(Records from a collection)
---
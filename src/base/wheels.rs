// High-level wheel controller
//
// Turns semantic motion directives into drive frames for the wheel
// controller board. The controller itself is stateless; remembered
// direction and speed live in the teleop layer.

use tracing::debug;

use super::kinematics::{MotionDirection, SignTable, SpeedLimits, WheelVector};
use crate::protocol::{encode_drive_frame, DriveCommand};
use crate::transport::{Result, Transport};

/// Wheel position on the chassis, as indexed by the wheel firmware.
#[repr(u8)]
#[derive(Debug, Clone, Copy, PartialEq, Eq)]
pub enum WheelIndex {
    FrontLeft = 0,
    FrontRight = 1,
    BackLeft = 2,
    BackRight = 3,
}

/// Spin direction of an individual wheel.
#[repr(u8)]
#[derive(Debug, Clone, Copy, PartialEq, Eq)]
pub enum WheelDirection {
    Forward = 0,
    Backward = 1,
}

/// Per-deployment drive configuration.
#[derive(Debug, Clone, Default)]
pub struct DriveConfig {
    pub limits: SpeedLimits,
    pub table: SignTable,
}

pub struct WheelController<T: Transport> {
    transport: T,
    config: DriveConfig,
}

impl<T: Transport> WheelController<T> {
    pub fn new(transport: T) -> Self {
        Self::with_config(transport, DriveConfig::default())
    }

    pub fn with_config(transport: T, config: DriveConfig) -> Self {
        Self { transport, config }
    }

    /// Move in `direction` for `duration_ms`, after which the firmware
    /// stops on its own. Returns the per-wheel vector the firmware will
    /// apply, for logging and telemetry cross-checks.
    pub fn move_for_duration(
        &mut self,
        direction: MotionDirection,
        speed: u8,
        duration_ms: u16,
    ) -> Result<WheelVector> {
        let speed = self.config.limits.clamp(speed);
        let vector = self.config.table.wheel_vector(direction, speed as i16);
        debug!(
            "Duration movement: {:?} at {} for {}ms -> {:?}",
            direction, speed, duration_ms, vector
        );
        self.transport.send_frame(&encode_drive_frame(
            DriveCommand::MoveWithDuration,
            direction.wire_value() as i32,
            speed as i32,
            duration_ms as i32,
        ))?;
        Ok(vector)
    }

    /// Move in `direction` until the next command.
    pub fn move_continuous(&mut self, direction: MotionDirection, speed: u8) -> Result<WheelVector> {
        let speed = self.config.limits.clamp(speed);
        let vector = self.config.table.wheel_vector(direction, speed as i16);
        debug!(
            "Continuous movement: {:?} at {} -> {:?}",
            direction, speed, vector
        );
        self.transport.send_frame(&encode_drive_frame(
            DriveCommand::MoveContinuous,
            direction.wire_value() as i32,
            speed as i32,
            0,
        ))?;
        Ok(vector)
    }

    /// Stop all wheels (zero vector on the firmware side).
    pub fn stop_all(&mut self) -> Result<()> {
        debug!("Stopping all wheels");
        self.transport
            .send_frame(&encode_drive_frame(DriveCommand::StopWheels, 0, 0, 0))
    }

    /// Drive one wheel on its own, e.g. during commissioning. A disabled
    /// wheel is commanded to speed 0; the drive frame has no separate
    /// status field.
    pub fn update_single_wheel(
        &mut self,
        wheel_direction: WheelDirection,
        speed: u8,
        wheel: WheelIndex,
        enabled: bool,
    ) -> Result<()> {
        let speed = if enabled { speed } else { 0 };
        debug!(
            "Single wheel update: {:?} {:?} at {}",
            wheel, wheel_direction, speed
        );
        self.transport.send_frame(&encode_drive_frame(
            DriveCommand::UpdateSingleWheel,
            wheel_direction as i32,
            speed as i32,
            wheel as i32,
        ))
    }

    /// Speed bounds applied to movement commands.
    pub fn limits(&self) -> SpeedLimits {
        self.config.limits
    }
}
---
● **Problem details**
For the records above, tally the lines holding the word "movement". Answer with the number only.

● **Your solution**
3